# [Brief]
After locating the line that contains "the literal message" in the records below, write out exactly that line and each line after it through the one that contains "Optional knobs for", and nothing else.

(Items from a data source)
--- START ---

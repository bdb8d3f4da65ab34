//! Contact endpoints: CRUD, connections listing, search, and batch get.
//!
//! Each operation validates its inputs (key prefix, phone format, required
//! masks) before touching the collection; failures carry the literal message
//! text of the endpoint contract. Reads never mutate; writes stamp `updated`
//! and a fresh etag.

use serde::{Deserialize, Serialize};
use tracing::debug;

use mimic_query::{paginate, search, sort_records, FieldMask, Project, SearchQuery, SortOrder};
use mimic_types::{iso_now, normalize_phone_number, ResourceKey};

use crate::error::{PeopleError, PeopleResult};
use crate::types::{PeopleState, Person, PersonData};

pub(crate) const PERSON_PREFIX: &str = "people/";

/// Response of a successful contact deletion.
#[derive(Clone, Debug, PartialEq, Eq, Serialize, Deserialize)]
#[serde(rename_all = "camelCase")]
pub struct Deletion {
    pub success: bool,
    pub deleted_resource_name: String,
    pub message: String,
}

/// Optional knobs for [`list_connections`].
#[derive(Clone, Debug, Default)]
pub struct ListConnectionsParams {
    /// The requesting user's own key, excluded from the listing.
    /// Defaults to `people/me`.
    pub resource_name: Option<String>,
    pub person_fields: Option<String>,
    pub page_size: Option<usize>,
    pub page_token: Option<String>,
    /// Wire form, e.g. `"FIRST_NAME_ASCENDING"`.
    pub sort_order: Option<String>,
    pub request_sync_token: bool,
}

/// One page of connections.
#[derive(Clone, Debug, PartialEq, Eq, Serialize, Deserialize)]
#[serde(rename_all = "camelCase")]
pub struct ConnectionsPage {
    pub connections: Vec<Person>,
    #[serde(skip_serializing_if = "Option::is_none")]
    pub next_page_token: Option<String>,
    pub total_items: usize,
    #[serde(skip_serializing_if = "Option::is_none")]
    pub next_sync_token: Option<String>,
}

/// Search results over contacts, directory people, and other contacts.
#[derive(Clone, Debug, PartialEq, Eq, Serialize, Deserialize)]
#[serde(rename_all = "camelCase")]
pub struct SearchResults {
    pub results: Vec<Person>,
    pub total_items: usize,
}

/// Batch lookup outcome: hits in request order, misses listed by key.
#[derive(Clone, Debug, PartialEq, Eq, Serialize, Deserialize)]
#[serde(rename_all = "camelCase")]
pub struct BatchGetResponse {
    pub responses: Vec<Person>,
    pub not_found: Vec<String>,
    pub total_items: usize,
}

fn missing_person(resource_name: &str) -> PeopleError {
    PeopleError::NotFound(format!(
        "Person with resource name '{resource_name}' not found"
    ))
}

/// Digit-normalize every phone number on `data` in place.
fn normalize_phones(data: &mut PersonData) -> PeopleResult<()> {
    for phone in &mut data.phone_numbers {
        if phone.value.is_empty() {
            continue;
        }
        match normalize_phone_number(&phone.value) {
            Some(normalized) => phone.value = normalized,
            None => {
                return Err(PeopleError::Validation(format!(
                    "Invalid phone number format: {}",
                    phone.value
                )));
            }
        }
    }
    Ok(())
}

/// Overwrite `person` with the populated fields of `data`.
///
/// With a field mask only the named fields are considered; without one every
/// populated field overwrites. Empty collections on `data` are "not provided"
/// and never clear existing values.
fn apply_patch(person: &mut Person, data: &PersonData, fields: Option<&FieldMask>) {
    let wants = |field: &str| fields.map_or(true, |mask| mask.contains(field));

    if wants("names") && !data.names.is_empty() {
        person.names = data.names.clone();
    }
    if wants("nicknames") && !data.nicknames.is_empty() {
        person.nicknames = data.nicknames.clone();
    }
    if wants("emailAddresses") && !data.email_addresses.is_empty() {
        person.email_addresses = data.email_addresses.clone();
    }
    if wants("phoneNumbers") && !data.phone_numbers.is_empty() {
        person.phone_numbers = data.phone_numbers.clone();
    }
    if wants("addresses") && !data.addresses.is_empty() {
        person.addresses = data.addresses.clone();
    }
    if wants("organizations") && !data.organizations.is_empty() {
        person.organizations = data.organizations.clone();
    }
    if wants("birthdays") && !data.birthdays.is_empty() {
        person.birthdays = data.birthdays.clone();
    }
    if wants("photos") && !data.photos.is_empty() {
        person.photos = data.photos.clone();
    }
    if wants("urls") && !data.urls.is_empty() {
        person.urls = data.urls.clone();
    }
    if wants("userDefined") && !data.user_defined.is_empty() {
        person.user_defined = data.user_defined.clone();
    }
}

/// Fetch one contact by key, optionally restricted to `person_fields`.
pub fn get_contact(
    state: &PeopleState,
    resource_name: &str,
    person_fields: Option<&str>,
) -> PeopleResult<Person> {
    ResourceKey::checked(resource_name, PERSON_PREFIX)?;
    let person = state
        .find_person(resource_name)
        .ok_or_else(|| missing_person(resource_name))?;
    Ok(match person_fields {
        Some(mask) => person.project(&FieldMask::parse(mask)),
        None => person.clone(),
    })
}

/// Create a contact with a generated `people/c{n}` key.
pub fn create_contact(state: &mut PeopleState, mut data: PersonData) -> PeopleResult<Person> {
    normalize_phones(&mut data)?;

    let key = ResourceKey::numbered(PERSON_PREFIX, "c", state.seq.next_seq());
    let now = iso_now();
    let person = Person {
        resource_name: key.as_str().to_string(),
        etag: state.next_etag(),
        names: data.names,
        nicknames: data.nicknames,
        email_addresses: data.email_addresses,
        phone_numbers: data.phone_numbers,
        addresses: data.addresses,
        organizations: data.organizations,
        birthdays: data.birthdays,
        photos: data.photos,
        urls: data.urls,
        user_defined: data.user_defined,
        created: Some(now.clone()),
        updated: Some(now),
    };
    debug!(resource_name = %person.resource_name, "created contact");
    state.people.push(person.clone());
    Ok(person)
}

/// Update a contact in place.
///
/// `update_person_fields` restricts which fields of `data` apply; without it
/// every populated field overwrites. Stamps `updated` and a fresh etag.
pub fn update_contact(
    state: &mut PeopleState,
    resource_name: &str,
    mut data: PersonData,
    update_person_fields: Option<&str>,
) -> PeopleResult<Person> {
    ResourceKey::checked(resource_name, PERSON_PREFIX)?;
    normalize_phones(&mut data)?;

    // Resolve the record before touching the sequence counter, so a missed
    // lookup leaves the store untouched.
    let index = state
        .person_index(resource_name)
        .ok_or_else(|| missing_person(resource_name))?;
    let etag = state.next_etag();
    let person = &mut state.people[index];

    let mask = update_person_fields.map(FieldMask::parse);
    apply_patch(person, &data, mask.as_ref());
    person.updated = Some(iso_now());
    person.etag = etag;

    debug!(resource_name, "updated contact");
    Ok(person.clone())
}

/// Delete a contact by key.
pub fn delete_contact(state: &mut PeopleState, resource_name: &str) -> PeopleResult<Deletion> {
    ResourceKey::checked(resource_name, PERSON_PREFIX)?;
    state
        .remove_person(resource_name)
        .ok_or_else(|| missing_person(resource_name))?;
    debug!(resource_name, "deleted contact");
    Ok(Deletion {
        success: true,
        deleted_resource_name: resource_name.to_string(),
        message: "Person deleted successfully".to_string(),
    })
}

/// List the user's connections: everyone except the requesting key, sorted,
/// paged, then projected.
///
/// Takes `&mut` state only to stamp a sync token when one is requested.
pub fn list_connections(
    state: &mut PeopleState,
    params: &ListConnectionsParams,
) -> PeopleResult<ConnectionsPage> {
    let own_key = params.resource_name.as_deref().unwrap_or("people/me");
    ResourceKey::checked(own_key, PERSON_PREFIX)?;

    let mut connections: Vec<Person> = state
        .people
        .iter()
        .filter(|p| p.resource_name != own_key)
        .cloned()
        .collect();

    if let Some(raw) = params.sort_order.as_deref() {
        let order = SortOrder::parse(raw).map_err(PeopleError::Query)?;
        sort_records(&mut connections, order);
    }

    let page = paginate(&connections, params.page_size, params.page_token.as_deref());
    let mut connections = page.items;

    if let Some(raw) = params.person_fields.as_deref() {
        let mask = FieldMask::parse(raw);
        connections = connections.iter().map(|p| p.project(&mask)).collect();
    }

    let next_sync_token = params
        .request_sync_token
        .then(|| format!("sync_{}", state.seq.next_seq()));

    Ok(ConnectionsPage {
        total_items: connections.len(),
        connections,
        next_page_token: page.next_page_token,
        next_sync_token,
    })
}

/// Search contacts, directory people, and other contacts in one pass.
///
/// Matches case-insensitive substrings over names, emails, organizations,
/// and nicknames, plus digit-normalized phone numbers. Results deduplicate
/// by key in first-encounter order, then project through `read_mask`.
pub fn search_people(
    state: &PeopleState,
    query: &str,
    read_mask: Option<&str>,
) -> PeopleResult<SearchResults> {
    let mask = FieldMask::required(read_mask, "search_people").map_err(PeopleError::Query)?;

    let haystack = state
        .people
        .iter()
        .chain(&state.directory_people)
        .chain(&state.other_contacts);
    let hits = search(haystack, &SearchQuery::new(query));
    let results: Vec<Person> = hits.into_iter().map(|p| p.project(&mask)).collect();

    debug!(query, hits = results.len(), "people search complete");
    Ok(SearchResults {
        total_items: results.len(),
        results,
    })
}

/// Look up several contacts at once; misses are reported, not fatal.
pub fn batch_get(
    state: &PeopleState,
    resource_names: &[String],
    person_fields: Option<&str>,
) -> PeopleResult<BatchGetResponse> {
    for name in resource_names {
        ResourceKey::checked(name, PERSON_PREFIX)?;
    }
    let mask = person_fields.map(FieldMask::parse);

    let mut responses = Vec::new();
    let mut not_found = Vec::new();
    for name in resource_names {
        match state.find_person(name) {
            Some(person) => responses.push(match &mask {
                Some(mask) => person.project(mask),
                None => person.clone(),
            }),
            None => not_found.push(name.clone()),
        }
    }

    Ok(BatchGetResponse {
        total_items: responses.len(),
        responses,
        not_found,
    })
}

--- END ---

# [Output]
//! masks) before touching the collection; failures carry the literal message
//! text of the endpoint contract. Reads never mutate; writes stamp `updated`
//! and a fresh etag.

use serde::{Deserialize, Serialize};
use tracing::debug;

use mimic_query::{paginate, search, sort_records, FieldMask, Project, SearchQuery, SortOrder};
use mimic_types::{iso_now, normalize_phone_number, ResourceKey};

use crate::error::{PeopleError, PeopleResult};
use crate::types::{PeopleState, Person, PersonData};

pub(crate) const PERSON_PREFIX: &str = "people/";

/// Response of a successful contact deletion.
#[derive(Clone, Debug, PartialEq, Eq, Serialize, Deserialize)]
#[serde(rename_all = "camelCase")]
pub struct Deletion {
    pub success: bool,
    pub deleted_resource_name: String,
    pub message: String,
}

/// Optional knobs for [`list_connections`].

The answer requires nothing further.